09 de julho de 2026
Polícia

‘Até bandido tem de ter direito preservado', diz comando da PM

Luciana La Fortezza
| Tempo de leitura: 1 min

“O direito das pessoas tem que ser preservado, mesmo do bandido. A gente protege o máximo a vítima de linchamento. Monta aparato. Todo mundo é inocente até que se prove o contrário. As pessoas fazem o julgamento conforme a versão que vêem. Às vezes, não conhecem os dois lados da moeda e formam uma opinião”, diz tenente-coronel José Humberto Nardo, comandante do 4º Batalhão de Polícia Militar do Interior (4º BPMI).

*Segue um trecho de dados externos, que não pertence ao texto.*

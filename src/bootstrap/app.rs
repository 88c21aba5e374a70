//! Builds the tracker from its configuration.
use std::sync::Arc;

use crate::config::Configuration;
use crate::core::Tracker;

/// Loads the configuration, initializes logging and assembles the tracker
/// service.
///
/// # Errors
///
/// Will return `Err` if the configuration cannot be loaded.
pub fn setup() -> Result<(Configuration, Arc<Tracker>), crate::config::Error> {
    let configuration = Configuration::load_from_env_or_file()?;

    super::logging::setup(&configuration);

    let tracker = Arc::new(Tracker::new(&configuration));

    Ok((configuration, tracker))
}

De acordo com ele, de longe, qualquer avaliação deve ser evitada, como no caso do casal Nardoni. “É comum as pessoas formarem opinião logo com as primeiras informações. É natural das pessoas. Não quer dizer que nesse caso de estupro a pessoa esteja pré-julgando, não. Nesse caso, a moça reconheceu. Mas todos têm direito a um julgamento numa corte oficial”, acrescenta.

O coronel é da opinião de que se não houver um processo que preveja apuração, verificação de laudos e perícia, por exemplo, as chances de se incorrer em erro são grandes, assim como a de se cometer injustiças. Tanto Nardo quanto o delegado seccional Doniseti José Pinezi ressaltam que alguns crimes, como é o caso no estupro, não são aceitos nem entre os detentos do sistema penitenciário.

Para Pinezi, as tentativas de linchamento registradas em Bauru são isoladas e não refletem a sociedade. “Só o plantão registra 45, 50 ocorrências por dia. Não acredito que o Estado esteja frágil ou desacreditado. Nós estamos trabalhando. Não tem nem onde colocar preso de tanta gente que estamos prendendo”, conclui o delegado.